IN THE UNITED STATES DISTRICT COURT FOR THE EASTERN DISTRICT OF CALIFORNIA


September 9, 2008

UNITED STATES OF AMERICA, RESPONDENT,
v.
MARIO LOPEZ-TRUJILLO, MOVANT.

The opinion of the court was delivered by: Gregory G. Hollows United States Magistrate Judge

FINDINGS AND RECOMMENDATIONS

Movant is a federal prisoner proceeding pro se with a motion to vacate, set aside or correct his sentence pursuant to 28 U.S.C. § 2255. Movant challenges his 2005 conviction for violating 18 U.S.C. § 1326 (deported alien found in the United States).

Respondent moves to dismiss the motion on grounds that movant waived his right to bring a § 2255 motion in the plea agreement. Courts will generally enforce the plain language of a plea agreement if it is clear and unambiguous on its face, United States v. Nunez, 223 F.3d 956, 958 (9th Cir. 2000), and the waiver is knowing and voluntarily made. United States v. Joyce, 357 F.3d 921, 922 (9th Cir. 2004). However, "a plea agreement does not waive the right to bring a § 2255 motion unless it does so expressly." United States v. Pruitt, 32 F.3d 431, 433 (9th Cir. 1994).
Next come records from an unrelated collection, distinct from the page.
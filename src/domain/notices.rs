//! Notification catalog
//!
//! Maps each failure outcome to exactly one user-visible notice. The
//! localized copy itself is an external concern; this catalog carries a
//! stable id per category plus English text so reporting stays testable.

use super::outcome::{HostFault, Outcome};

/// Stable notification identifiers, one per failure category.
#[derive(Debug, Clone, Copy, PartialEq, Eq)]
pub enum NoticeId {
    TabUrlError,
    InvalidUrlError,
    ProtocolError,
    PermissionError,
    GetHtmlError,
    ParseError,
    EmptyParseResult,
    CopyError,
    GeneralError,
}

impl NoticeId {
    pub const fn as_str(&self) -> &'static str {
        match self {
            Self::TabUrlError => "tabUrlError",
            Self::InvalidUrlError => "invalidUrlError",
            Self::ProtocolError => "protocolError",
            Self::PermissionError => "permissionError",
            Self::GetHtmlError => "getHtmlError",
            Self::ParseError => "parseError",
            Self::EmptyParseResult => "emptyParseResult",
            Self::CopyError => "copyError",
            Self::GeneralError => "generalError",
        }
    }
}

/// One user-visible notification.
#[derive(Debug, Clone, PartialEq, Eq)]
pub struct Notice {
    pub id: NoticeId,
    pub title: String,
    pub message: String,
    /// 2 for hard errors, 1 for advisory permission/protocol notices.
    pub priority: u8,
}

impl Notice {
    fn new(id: NoticeId, title: &str, message: impl Into<String>, priority: u8) -> Self {
        Self {
            id,
            title: title.to_string(),
            message: message.into(),
            priority,
        }
    }

    /// Build the notice for a failure outcome. Success carries no notice;
    /// it is reported through the action badge instead.
    pub fn for_outcome(outcome: &Outcome) -> Option<Notice> {
        let notice = match outcome {
            Outcome::Success => return None,
            Outcome::TabUrlMissing => Self::new(
                NoticeId::TabUrlError,
                "Error",
                "Could not determine the tab URL.",
                2,
            ),
            Outcome::InvalidUrl { url } => Self::new(
                NoticeId::InvalidUrlError,
                "Error",
                format!("Invalid tab URL: {url}"),
                2,
            ),
            Outcome::ProtocolNotAllowed { scheme } => Self::new(
                NoticeId::ProtocolError,
                "Unavailable",
                format!(
                    "Cannot run on this page (protocol {scheme}). Supported: http, https, file."
                ),
                1,
            ),
            Outcome::FileAccessUndetermined => Self::new(
                NoticeId::PermissionError,
                "Access check failed",
                "Could not verify the file-access permission. Please make sure it is enabled.",
                1,
            ),
            Outcome::FileAccessDenied => Self::new(
                NoticeId::PermissionError,
                "Permission required",
                "Allow file URL access in the extension settings to work with local files.",
                1,
            ),
            Outcome::ExtractionFailed { detail } => Self::new(
                NoticeId::GetHtmlError,
                "Error",
                format!("Could not get the page HTML. {detail}"),
                2,
            ),
            Outcome::ParserSetup { detail } => Self::new(
                NoticeId::ParseError,
                "Parse error",
                format!("Parser is not available: {detail}"),
                2,
            ),
            Outcome::ParseFailed { message, .. } => Self::new(
                NoticeId::ParseError,
                "Parse error",
                format!("Error while processing HTML: {message}"),
                2,
            ),
            Outcome::NoData => Self::new(
                NoticeId::EmptyParseResult,
                "Parsing",
                "Nothing to copy after parsing.",
                1,
            ),
            Outcome::SentinelResult => Self::new(
                NoticeId::EmptyParseResult,
                "Parsing",
                "Failed to parse the page content. Are you on an e-learning assignment page?",
                1,
            ),
            Outcome::CopyFailed { detail } => Self::new(
                NoticeId::CopyError,
                "Clipboard error",
                format!("Could not copy the data. {detail}"),
                2,
            ),
            Outcome::HostFault(fault) => Self::for_host_fault(*fault),
            Outcome::General { message } => Self::new(
                NoticeId::GeneralError,
                "Critical error",
                format!("An error occurred: {message}"),
                2,
            ),
        };
        Some(notice)
    }

    fn for_host_fault(fault: HostFault) -> Notice {
        match fault {
            HostFault::MissingHostPermission => Self::new(
                NoticeId::PermissionError,
                "Critical error",
                "Could not access the page. Make sure the extension holds the required host permissions.",
                2,
            ),
            HostFault::FileUrlInaccessible => Self::new(
                NoticeId::PermissionError,
                "Critical error",
                "Could not access the local file. Make sure file URL access is allowed in the extension settings.",
                2,
            ),
            HostFault::ParserInactive => Self::new(
                NoticeId::GeneralError,
                "Critical error",
                "The parser document is not active or was never created. Please try again.",
                2,
            ),
            HostFault::ChannelBroken => Self::new(
                NoticeId::GeneralError,
                "Critical error",
                "Could not reach the parser document. It may have been closed. Please try again.",
                2,
            ),
        }
    }
}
The Ninth Circuit has expressed doubt that a defendant, by entering a plea agreement, could waive certain claims of ineffective assistance of counsel brought pursuant to a § 2255 motion, notwithstanding an express plea waiver that covered all of a defendant's waiveable statutory rights to file a motion pursuant to § 2255. However, those claims which are not waivable are limited to claims either challenging the knowing and voluntary nature of the plea agreement, or the voluntariness of the waiver itself. United States v. Pruitt, 32 F.3d at 433.

In the instant case, movant's written plea agreement expressly waived his right to "bring a post-conviction attack on any aspect of his conviction or sentence. He specifically agree[d] not to file a motion under 28 U.S.C. § 2255 or § 2241 attacking any aspect of his conviction or sentence." Respondent's Exhibit 1, p. 4. In addition, at the change of plea hearing movant stated that he understood that he was waiving his right to collaterally attack his conviction or sentence. Respondent's Exhibit 2, p. 8.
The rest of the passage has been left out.